WHEREAS, the Manager, acting pursuant to the Management Agreement, desires to retain each Subadviser to provide investment advisory services to the Trust and one or more of its series as specified in Schedule A hereto (individually and collectively, with the Trust, referred to herein as the Trust) and to manage such portion of the Trust as the Manager shall from time to time direct, and each Subadviser is willing to render such investment advisory services; and

NOW, THEREFORE, the Parties agree as follows:

1.(a) Subject to the supervision of the Manager and the Board of Trustees of the Trust, each Subadviser shall manage such portion of the Trust's portfolio as is delegated to such Subadviser by the Manager and, in the case of each Subadviser other than QS, QS, from time to time (the Allocated Assets), including the purchase, retention and disposition thereof, in accordance with the Trust's investment objectives, policies and restrictions as stated in its then current prospectus and statement of additional information (such prospectus and statement of additional information as currently in effect and as amended or supplemented from time to time, being herein called the "Prospectus"), and subject to the following understandings:

(i)Each Subadviser shall provide advice, management and supervision with respect to its Allocated Assets, and shall determine from time to time what investments and securities will be purchased, retained, sold or loaned by the Trust, and what portion of the assets will be invested or held uninvested as cash. The Manager and/or QS may, from time to time, allocate and reallocate the Trust's assets among the Subadvisers. In addition, the Manager and/or QS may determine not to allocate any portion of the Trust's assets to a Subadviser for a period of time during the term of this Agreement.

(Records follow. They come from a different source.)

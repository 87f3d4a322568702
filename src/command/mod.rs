//! Subprocess command construction and execution.
//!
//! Commands are assembled from typed [`Argument`]s so that values marked
//! secret are masked whenever a command is logged, while the real process
//! still receives them verbatim.

mod arg;
mod builder;
mod runner;

#[cfg(test)]
pub(crate) mod testing;

pub use arg::{ArgKind, Argument, SECRET_MASK};
pub use builder::{CommandBuilder, Invocation};
pub use runner::{CommandRunner, Output, ProcessRunner};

A Subadviser's responsibilities for providing investment advisory services to the Trust shall be limited solely to its Allocated Assets.

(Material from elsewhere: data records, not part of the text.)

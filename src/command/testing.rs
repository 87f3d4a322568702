//! Recording runner used by orchestration tests.

use std::collections::VecDeque;
use std::sync::Mutex;

use async_trait::async_trait;

use crate::error::ExecError;

use super::builder::Invocation;
use super::runner::{CommandRunner, Output};

/// One observed call.
#[derive(Debug, Clone)]
pub struct Call {
    /// Literal argv, program first.
    pub argv: Vec<String>,
    /// Redacted rendering.
    pub rendered: String,
    /// Bytes fed to stdin.
    pub stdin: Option<Vec<u8>>,
}

/// Scripted result for calls whose argv starts with a prefix.
struct Rule {
    prefix: Vec<String>,
    outcomes: VecDeque<Result<String, i32>>,
}

/// A [`CommandRunner`] that records calls and replays scripted outcomes.
///
/// Unscripted calls succeed with empty output.
#[derive(Default)]
pub struct RecordingRunner {
    calls: Mutex<Vec<Call>>,
    rules: Mutex<Vec<Rule>>,
}

impl RecordingRunner {
    pub fn new() -> Self {
        Self::default()
    }

    /// Queues outcomes for calls starting with `prefix` (program included).
    /// `Ok` carries stdout, `Err` an exit code.
    pub fn script(self, prefix: &[&str], outcomes: Vec<Result<&str, i32>>) -> Self {
        if let Ok(mut rules) = self.rules.lock() {
            rules.push(Rule {
                prefix: prefix.iter().map(ToString::to_string).collect(),
                outcomes: outcomes
                    .into_iter()
                    .map(|o| o.map(ToString::to_string))
                    .collect(),
            });
        }
        self
    }

    pub fn calls(&self) -> Vec<Call> {
        self.calls.lock().map(|c| c.clone()).unwrap_or_default()
    }

    /// Calls whose argv starts with `prefix`.
    pub fn calls_matching(&self, prefix: &[&str]) -> Vec<Call> {
        self.calls()
            .into_iter()
            .filter(|c| starts_with(&c.argv, prefix))
            .collect()
    }
}

fn starts_with(argv: &[String], prefix: &[impl AsRef<str>]) -> bool {
    argv.len() >= prefix.len() && argv.iter().zip(prefix).all(|(a, p)| a == p.as_ref())
}

#[async_trait]
impl CommandRunner for RecordingRunner {
    async fn run(
        &self,
        invocation: &Invocation,
        _capture_output: bool,
        stdin: Option<&[u8]>,
    ) -> Result<Output, ExecError> {
        let mut argv = vec![invocation.program().to_string()];
        argv.extend(invocation.to_args());

        let outcome = self.rules.lock().ok().and_then(|mut rules| {
            rules
                .iter_mut()
                .find(|r| starts_with(&argv, &r.prefix) && !r.outcomes.is_empty())
                .and_then(|r| r.outcomes.pop_front())
        });

        if let Ok(mut calls) = self.calls.lock() {
            calls.push(Call {
                argv,
                rendered: invocation.render(),
                stdin: stdin.map(<[u8]>::to_vec),
            });
        }

        match outcome {
            None => Ok(Output::default()),
            Some(Ok(stdout)) => Ok(Output {
                stdout: stdout.into_bytes(),
                stderr: Vec::new(),
            }),
            Some(Err(code)) => Err(ExecError::Failed {
                program: invocation.program().to_string(),
                exit_code: Some(code),
                stderr: format!("scripted failure {code}"),
            }),
        }
    }
}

(ii)In the performance of its duties and obligations under this Agreement, each Subadviser shall act in conformity with the copies of the Amended and Restated Declaration of Trust of the Trust, the By-laws of the Trust, and the Prospectus of the Trust, as provided to it by the Manager (the Trust Documents), and with the instructions and directions of the Manager and of the Board of Trustees of the Trust, shall co-operate with the Manager' (or their designees') personnel responsible for monitoring the Trust's compliance and will conform to, and comply with, the requirements of the 1940 Act, the Commodity Exchange Act of 1936, as amended (the CEA) and all other applicable federal and state laws and regulations. In connection therewith, the Subadviser shall, among other things, prepare and file such reports as are, or may in the future be, required by the Securities and Exchange Commission (the Commission). The Manager shall provide each Subadviser timely with copies of any updated Trust Documents.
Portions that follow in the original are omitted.